REQUIRED ACTION: Check each line below for the word "WsClient" and give the number of lines that have it, nothing more.

········

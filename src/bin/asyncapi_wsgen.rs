use std::process::ExitCode;

fn main() -> ExitCode {
    match asyncapi_wsgen::cli::run_from_args(std::env::args_os()) {
        0 => ExitCode::SUCCESS,
        code => ExitCode::from(u8::try_from(code).unwrap_or(1)),
    }
}
//! Environment-driven client configuration.
//!
//! | Variable | Meaning | Default |
//! |----------|---------|---------|
//! | `WSGEN_HANDSHAKE_TIMEOUT_MS` | how long `connect` waits for the handshake | `5000` |
//! | `WSGEN_RECONNECT_DELAY_MS` | pause before each reconnection attempt | `5000` |
//! | `WSGEN_MAX_RECONNECT_ATTEMPTS` | consecutive failed attempts before giving up | unlimited |
//! | `WSGEN_ACCEPT_INVALID_CERTS` | skip server certificate checks on `wss://` (`true`/`1`/`yes`) | `false` |
//!
//! Unparsable values fall back to the default.

use std::env;
use std::time::Duration;

pub const ENV_HANDSHAKE_TIMEOUT_MS: &str = "WSGEN_HANDSHAKE_TIMEOUT_MS";
pub const ENV_RECONNECT_DELAY_MS: &str = "WSGEN_RECONNECT_DELAY_MS";
pub const ENV_MAX_RECONNECT_ATTEMPTS: &str = "WSGEN_MAX_RECONNECT_ATTEMPTS";
pub const ENV_ACCEPT_INVALID_CERTS: &str = "WSGEN_ACCEPT_INVALID_CERTS";

const DEFAULT_HANDSHAKE_TIMEOUT: Duration = Duration::from_secs(5);
const DEFAULT_RECONNECT_DELAY: Duration = Duration::from_secs(5);

/// Timing and retry settings of a [`WsClient`](super::WsClient).
#[derive(Debug, Clone, Copy, PartialEq, Eq)]
pub struct ClientConfig {
    /// Bound on the wait in `connect` for the handshake to complete
    pub handshake_timeout: Duration,
    /// Sleep between an unexpected close and the next connection attempt
    pub reconnect_delay: Duration,
    /// Consecutive failed reconnection attempts tolerated; `None` retries forever
    pub max_reconnect_attempts: Option<u32>,
    /// Accept any server certificate on `wss://`, for devices with self-signed ones
    pub accept_invalid_certs: bool,
}

impl Default for ClientConfig {
    fn default() -> Self {
        Self {
            handshake_timeout: DEFAULT_HANDSHAKE_TIMEOUT,
            reconnect_delay: DEFAULT_RECONNECT_DELAY,
            max_reconnect_attempts: None,
            accept_invalid_certs: false,
        }
    }
}

impl ClientConfig {
    /// Load configuration from environment variables.
    pub fn from_env() -> Self {
        Self::from_lookup(|key| env::var(key).ok())
    }

    /// Load configuration through `lookup`, which maps a variable name to its value.
    pub fn from_lookup<F>(lookup: F) -> Self
    where
        F: Fn(&str) -> Option<String>,
    {
        let defaults = Self::default();
        let millis = |key: &str| {
            lookup(key)
                .and_then(|v| v.trim().parse::<u64>().ok())
                .map(Duration::from_millis)
        };
        Self {
            handshake_timeout: millis(ENV_HANDSHAKE_TIMEOUT_MS)
                .unwrap_or(defaults.handshake_timeout),
            reconnect_delay: millis(ENV_RECONNECT_DELAY_MS).unwrap_or(defaults.reconnect_delay),
            max_reconnect_attempts: lookup(ENV_MAX_RECONNECT_ATTEMPTS)
                .and_then(|v| v.trim().parse::<u32>().ok()),
            accept_invalid_certs: lookup(ENV_ACCEPT_INVALID_CERTS)
                .map(|v| parse_flag(&v))
                .unwrap_or(defaults.accept_invalid_certs),
        }
    }

    pub fn with_handshake_timeout(mut self, timeout: Duration) -> Self {
        self.handshake_timeout = timeout;
        self
    }

    pub fn with_reconnect_delay(mut self, delay: Duration) -> Self {
        self.reconnect_delay = delay;
        self
    }

    pub fn with_max_reconnect_attempts(mut self, attempts: Option<u32>) -> Self {
        self.max_reconnect_attempts = attempts;
        self
    }

    pub fn with_accept_invalid_certs(mut self, accept: bool) -> Self {
        self.accept_invalid_certs = accept;
        self
    }
}

fn parse_flag(value: &str) -> bool {
    matches!(
        value.trim().to_ascii_lowercase().as_str(),
        "1" | "true" | "yes" | "on"
    )
}

#[cfg(test)]
mod tests {
    use super::*;
    use std::collections::HashMap;

    fn lookup(vars: &[(&str, &str)]) -> impl Fn(&str) -> Option<String> {
        let map: HashMap<String, String> = vars
            .iter()
            .map(|(k, v)| (k.to_string(), v.to_string()))
            .collect();
        move |key| map.get(key).cloned()
    }

    #[test]
    fn test_defaults() {
        let config = ClientConfig::from_lookup(lookup(&[]));
        assert_eq!(config, ClientConfig::default());
        assert_eq!(config.handshake_timeout, Duration::from_secs(5));
        assert_eq!(config.reconnect_delay, Duration::from_secs(5));
        assert_eq!(config.max_reconnect_attempts, None);
        assert!(!config.accept_invalid_certs);
    }

    #[test]
    fn test_values_from_lookup() {
        let config = ClientConfig::from_lookup(lookup(&[
            (ENV_HANDSHAKE_TIMEOUT_MS, "250"),
            (ENV_RECONNECT_DELAY_MS, " 100 "),
            (ENV_MAX_RECONNECT_ATTEMPTS, "3"),
            (ENV_ACCEPT_INVALID_CERTS, "TRUE"),
        ]));
        assert_eq!(config.handshake_timeout, Duration::from_millis(250));
        assert_eq!(config.reconnect_delay, Duration::from_millis(100));
        assert_eq!(config.max_reconnect_attempts, Some(3));
        assert!(config.accept_invalid_certs);
    }

    #[test]
    fn test_invalid_values_fall_back() {
        let config = ClientConfig::from_lookup(lookup(&[
            (ENV_HANDSHAKE_TIMEOUT_MS, "soon"),
            (ENV_RECONNECT_DELAY_MS, "-1"),
            (ENV_MAX_RECONNECT_ATTEMPTS, "many"),
            (ENV_ACCEPT_INVALID_CERTS, "perhaps"),
        ]));
        assert_eq!(config, ClientConfig::default());
    }

    #[test]
    fn test_builders() {
        let config = ClientConfig::default()
            .with_handshake_timeout(Duration::from_millis(10))
            .with_reconnect_delay(Duration::from_millis(20))
            .with_max_reconnect_attempts(Some(1))
            .with_accept_invalid_certs(true);
        assert_eq!(config.handshake_timeout, Duration::from_millis(10));
        assert_eq!(config.reconnect_delay, Duration::from_millis(20));
        assert_eq!(config.max_reconnect_attempts, Some(1));
        assert!(config.accept_invalid_certs);
    }
}
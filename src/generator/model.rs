use std::collections::HashSet;

use super::naming::{
    enum_constant_name, rust_identifier, sanitize_identifier, to_kebab_case, to_pascal_case,
    to_snake_case, unique_name,
};
use super::schema::{TypeMapper, GENERIC_TYPE};
use crate::error::ResolutionFailure;
use crate::spec::{FieldDescriptor, SchemaDescriptor, SpecDocument};

/// Per-message method suffixes that would collide with the client's own methods
/// (`send_message`, `send_raw_message`).
const RESERVED_METHOD_SUFFIXES: &[&str] = &["message", "raw_message"];

/// Everything the emitter needs, with every output identifier derived once.
#[derive(Debug, Clone, PartialEq)]
pub struct ClientModel {
    pub title: String,
    pub description: String,
    /// `<Pascal(title)>Client`
    pub client_name: String,
    /// `<kebab(Pascal(title))>-client`
    pub package_name: String,
    /// Package name as a Rust crate identifier
    pub crate_name: String,
    pub default_url: String,
    pub enums: Vec<EnumModel>,
    pub records: Vec<RecordModel>,
    pub channels: Vec<ChannelModel>,
    /// References that degraded to `serde_json::Value`, in discovery order
    pub resolution_failures: Vec<ResolutionFailure>,
}

#[derive(Debug, Clone, PartialEq, Eq)]
pub struct EnumModel {
    pub schema_name: String,
    pub type_name: String,
    pub description: Option<String>,
    pub variants: Vec<EnumVariantModel>,
}

#[derive(Debug, Clone, PartialEq, Eq)]
pub struct EnumVariantModel {
    /// Constant name, e.g. `HIGH`
    pub ident: String,
    /// Literal as it appears on the wire, e.g. `high`
    pub value: String,
}

#[derive(Debug, Clone, PartialEq, Eq)]
pub struct RecordModel {
    pub schema_name: String,
    pub type_name: String,
    pub description: Option<String>,
    /// Required fields first, then optional ones, each group in declaration order
    pub fields: Vec<FieldModel>,
}

#[derive(Debug, Clone, PartialEq, Eq)]
pub struct FieldModel {
    pub ident: String,
    /// Property name in the schema
    pub wire_name: String,
    /// Full field type, including `Option<..>` for optional fields
    pub ty: String,
    pub optional: bool,
    pub description: Option<String>,
}

impl FieldModel {
    /// True when serde needs a `rename` to map the field to its property name.
    pub fn needs_rename(&self) -> bool {
        self.ident.trim_start_matches("r#") != self.wire_name
    }
}

#[derive(Debug, Clone, PartialEq, Eq)]
pub struct ChannelModel {
    pub name: String,
    pub address: Option<String>,
    pub messages: Vec<MessageModel>,
}

#[derive(Debug, Clone, PartialEq, Eq)]
pub struct MessageModel {
    /// Wire discriminator, verbatim from the channel's `messages` key
    pub name: String,
    /// snake_case suffix of `send_<suffix>` / `on_<suffix>`
    pub method_suffix: String,
    pub payload_type: String,
    pub summary: Option<String>,
}

impl ClientModel {
    /// Derive the model from a loaded document.
    pub fn build(doc: &SpecDocument) -> Self {
        let pascal_title = pascal_title(&doc.title);
        let client_name = format!("{pascal_title}Client");
        let package_name = format!("{}-client", to_kebab_case(&pascal_title));
        let crate_name = package_name.replace('-', "_");

        let mapper = TypeMapper::new(doc, &[client_name.as_str()]);
        let mut failures = Vec::new();
        let mut enums = Vec::new();
        let mut records = Vec::new();

        for named in &doc.schemas {
            let Some(type_name) = mapper.type_name(&named.name) else {
                continue;
            };
            match &named.schema {
                SchemaDescriptor::Enum { values, .. } => enums.push(EnumModel {
                    schema_name: named.name.clone(),
                    type_name: type_name.to_string(),
                    description: named.description.clone(),
                    variants: enum_variants(values),
                }),
                SchemaDescriptor::Record { fields } => records.push(RecordModel {
                    schema_name: named.name.clone(),
                    type_name: type_name.to_string(),
                    description: named.description.clone(),
                    fields: record_fields(&mapper, &named.name, fields, &mut failures),
                }),
                _ => {}
            }
        }

        let mut seen_methods: HashSet<String> = RESERVED_METHOD_SUFFIXES
            .iter()
            .map(|s| s.to_string())
            .collect();
        let channels = doc
            .channels
            .iter()
            .map(|channel| ChannelModel {
                name: channel.name.clone(),
                address: channel.address.clone(),
                messages: channel
                    .messages
                    .iter()
                    .map(|message| {
                        let location = format!(
                            "channels.{}.messages.{}.payload",
                            channel.name, message.name
                        );
                        let payload_type = message
                            .payload
                            .as_ref()
                            .map(|p| mapper.rust_type(p, &location, &mut failures))
                            .unwrap_or_else(|| GENERIC_TYPE.to_string());
                        let suffix = sanitize_identifier(&to_snake_case(&message.name));
                        MessageModel {
                            name: message.name.clone(),
                            method_suffix: unique_name(&mut seen_methods, &suffix),
                            payload_type,
                            summary: message.summary.clone(),
                        }
                    })
                    .collect(),
            })
            .collect();

        ClientModel {
            title: doc.title.clone(),
            description: doc.description.clone(),
            client_name,
            package_name,
            crate_name,
            default_url: doc.server.url(),
            enums,
            records,
            channels,
            resolution_failures: failures,
        }
    }

    /// All messages across channels, in declaration order.
    pub fn messages(&self) -> impl Iterator<Item = &MessageModel> {
        self.channels.iter().flat_map(|c| c.messages.iter())
    }
}

/// Pascal case of the title with anything but ASCII letters and digits dropped.
fn pascal_title(title: &str) -> String {
    let pascal: String = to_pascal_case(title)
        .chars()
        .filter(char::is_ascii_alphanumeric)
        .collect();
    match pascal.chars().next() {
        None => "AsyncApi".to_string(),
        Some(c) if c.is_ascii_digit() => format!("Api{pascal}"),
        Some(_) => pascal,
    }
}

fn enum_variants(values: &[String]) -> Vec<EnumVariantModel> {
    let mut seen = HashSet::new();
    values
        .iter()
        .map(|value| EnumVariantModel {
            ident: unique_name(&mut seen, &rust_identifier(&enum_constant_name(value))),
            value: value.clone(),
        })
        .collect()
}

fn record_fields(
    mapper: &TypeMapper<'_>,
    record: &str,
    fields: &[FieldDescriptor],
    failures: &mut Vec<ResolutionFailure>,
) -> Vec<FieldModel> {
    let mut seen = HashSet::new();
    let (required, optional): (Vec<&FieldDescriptor>, Vec<&FieldDescriptor>) =
        fields.iter().partition(|f| f.required);

    required
        .into_iter()
        .chain(optional)
        .map(|field| {
            let location = format!("schemas.{record}.properties.{}", field.name);
            let mut ty = mapper.rust_type(&field.schema, &location, failures);
            if mapper
                .direct_record(&field.schema)
                .is_some_and(|target| mapper.needs_box(record, target))
            {
                ty = format!("Box<{ty}>");
            }
            if !field.required {
                ty = format!("Option<{ty}>");
            }
            FieldModel {
                ident: unique_name(&mut seen, &rust_identifier(&to_snake_case(&field.name))),
                wire_name: field.name.clone(),
                ty,
                optional: !field.required,
                description: field.description.clone(),
            }
        })
        .collect()
}
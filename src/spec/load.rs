use serde_json::Value;
use std::fs;
use std::io::ErrorKind;
use std::path::Path;

use super::schema::{describe_schema, ref_name};
use super::types::{
    ChannelDescriptor, MessageDescriptor, NamedSchema, ServerDescriptor, SpecDocument,
};
use crate::error::{SpecError, SpecWarning};

pub const DEFAULT_TITLE: &str = "AsyncAPI Client";
pub const DEFAULT_DESCRIPTION: &str = "Generated AsyncAPI WebSocket client";

/// True for the AsyncAPI versions the generator is written against (3.x).
pub fn is_supported_version(version: &str) -> bool {
    version.starts_with("3.")
}

fn is_yaml(path: &Path) -> bool {
    path.extension()
        .and_then(|e| e.to_str())
        .map(|e| e.eq_ignore_ascii_case("yaml") || e.eq_ignore_ascii_case("yml"))
        .unwrap_or(false)
}

/// Load and parse an AsyncAPI document.
///
/// `.yaml`/`.yml` files are read as YAML, everything else as JSON. A version
/// outside 3.x is only a warning; it is logged and kept on the document.
pub fn load_spec(path: impl AsRef<Path>) -> Result<SpecDocument, SpecError> {
    let path = path.as_ref();
    let content = fs::read_to_string(path).map_err(|e| match e.kind() {
        ErrorKind::NotFound => SpecError::NotFound {
            path: path.to_path_buf(),
        },
        _ => SpecError::InvalidFormat {
            path: path.to_path_buf(),
            reason: e.to_string(),
        },
    })?;

    let value: Value = if is_yaml(path) {
        serde_yaml::from_str(&content).map_err(|e| SpecError::InvalidFormat {
            path: path.to_path_buf(),
            reason: e.to_string(),
        })?
    } else {
        serde_json::from_str(&content).map_err(|e| SpecError::InvalidFormat {
            path: path.to_path_buf(),
            reason: e.to_string(),
        })?
    };

    let doc = build_document(path, &value)?;
    tracing::debug!(
        spec = %path.display(),
        schemas = doc.schemas.len(),
        channels = doc.channels.len(),
        "loaded specification"
    );
    Ok(doc)
}

/// Build a [`SpecDocument`] from an already parsed document tree.
///
/// `source` is only used in error messages.
pub fn build_document(source: &Path, root: &Value) -> Result<SpecDocument, SpecError> {
    if !root.is_object() {
        return Err(SpecError::InvalidFormat {
            path: source.to_path_buf(),
            reason: "top-level value must be an object".to_string(),
        });
    }

    let version = root.get("asyncapi").and_then(scalar_string);
    let mut warnings = Vec::new();
    if !version.as_deref().is_some_and(is_supported_version) {
        let warning = SpecWarning::UnsupportedVersion {
            found: version.clone(),
        };
        tracing::warn!(spec = %source.display(), "{warning}");
        warnings.push(warning);
    }

    let info = root.get("info");
    let title = info
        .and_then(|i| i.get("title"))
        .and_then(Value::as_str)
        .unwrap_or(DEFAULT_TITLE)
        .to_string();
    let description = info
        .and_then(|i| i.get("description"))
        .and_then(Value::as_str)
        .unwrap_or(DEFAULT_DESCRIPTION)
        .to_string();

    let schemas = root
        .pointer("/components/schemas")
        .and_then(Value::as_object)
        .map(|schemas| {
            schemas
                .iter()
                .map(|(name, schema)| NamedSchema {
                    name: name.clone(),
                    description: schema
                        .get("description")
                        .and_then(Value::as_str)
                        .map(str::to_string),
                    schema: describe_schema(schema),
                })
                .collect()
        })
        .unwrap_or_default();

    let channels = root
        .get("channels")
        .and_then(Value::as_object)
        .map(|channels| {
            channels
                .iter()
                .map(|(name, channel)| extract_channel(root, name, channel))
                .collect()
        })
        .unwrap_or_default();

    Ok(SpecDocument {
        version,
        title,
        description,
        server: extract_server(root),
        schemas,
        channels,
        warnings,
    })
}

fn scalar_string(value: &Value) -> Option<String> {
    match value {
        Value::String(s) => Some(s.clone()),
        Value::Number(n) => Some(n.to_string()),
        _ => None,
    }
}

/// First declared server, falling back to `wss://localhost`.
fn extract_server(root: &Value) -> ServerDescriptor {
    let defaults = ServerDescriptor::default();
    let Some(server) = root
        .get("servers")
        .and_then(Value::as_object)
        .and_then(|servers| servers.values().next())
    else {
        return defaults;
    };

    ServerDescriptor {
        protocol: server
            .get("protocol")
            .and_then(Value::as_str)
            .map(str::to_string)
            .unwrap_or(defaults.protocol),
        host: server
            .get("host")
            .and_then(Value::as_str)
            .map(str::to_string)
            .unwrap_or(defaults.host),
        port: server.get("port").and_then(scalar_string),
        pathname: server
            .get("pathname")
            .and_then(Value::as_str)
            .filter(|p| !p.is_empty())
            .map(str::to_string),
    }
}

fn extract_channel(root: &Value, name: &str, channel: &Value) -> ChannelDescriptor {
    let messages = channel
        .get("messages")
        .and_then(Value::as_object)
        .map(|messages| {
            messages
                .iter()
                .map(|(message_name, message)| {
                    let resolved = resolve_message(root, name, message_name, message);
                    MessageDescriptor {
                        name: message_name.clone(),
                        summary: resolved
                            .and_then(|m| m.get("summary").or_else(|| m.get("description")))
                            .and_then(Value::as_str)
                            .map(str::to_string),
                        payload: resolved
                            .and_then(|m| m.get("payload"))
                            .map(|payload| describe_schema(payload_schema(payload))),
                    }
                })
                .collect()
        })
        .unwrap_or_default();

    ChannelDescriptor {
        name: name.to_string(),
        address: channel
            .get("address")
            .and_then(Value::as_str)
            .map(str::to_string),
        messages,
    }
}

/// Follow a message `$ref` (e.g. `#/components/messages/GpioMessage`) within the document.
fn resolve_message<'a>(
    root: &'a Value,
    channel: &str,
    message_name: &str,
    message: &'a Value,
) -> Option<&'a Value> {
    let Some(reference) = message.get("$ref").and_then(Value::as_str) else {
        return Some(message);
    };
    let target = reference
        .strip_prefix('#')
        .and_then(|pointer| root.pointer(pointer))
        .or_else(|| {
            root.pointer("/components/messages")
                .and_then(|m| m.get(ref_name(reference)))
        });
    if target.is_none() {
        tracing::warn!(
            channel = %channel,
            message = %message_name,
            reference = %reference,
            "message reference not found; payload treated as untyped"
        );
    }
    target
}

/// Unwrap a multi-format schema object (`{schemaFormat, schema}`) to its schema.
fn payload_schema(payload: &Value) -> &Value {
    match (payload.get("schemaFormat"), payload.get("schema")) {
        (Some(_), Some(schema)) => schema,
        _ => payload,
    }
}
use std::fmt;

/// Lifecycle state of a [`WsClient`](super::WsClient).
///
/// ```text
/// Disconnected → Connecting → Connected ─┬→ Disconnected   (disconnect)
///                    ↑                    └→ Reconnecting   (unexpected close, auto-reconnect on)
///                    └──────── Reconnecting (after the reconnect delay)
/// ```
#[derive(Debug, Clone, Copy, PartialEq, Eq, Hash, Default)]
pub enum ConnectionState {
    #[default]
    Disconnected,
    Connecting,
    Connected,
    Reconnecting,
}

impl fmt::Display for ConnectionState {
    fn fmt(&self, f: &mut fmt::Formatter<'_>) -> fmt::Result {
        let s = match self {
            ConnectionState::Disconnected => "disconnected",
            ConnectionState::Connecting => "connecting",
            ConnectionState::Connected => "connected",
            ConnectionState::Reconnecting => "reconnecting",
        };
        f.write_str(s)
    }
}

········

PROBLEM SOLUTION: 2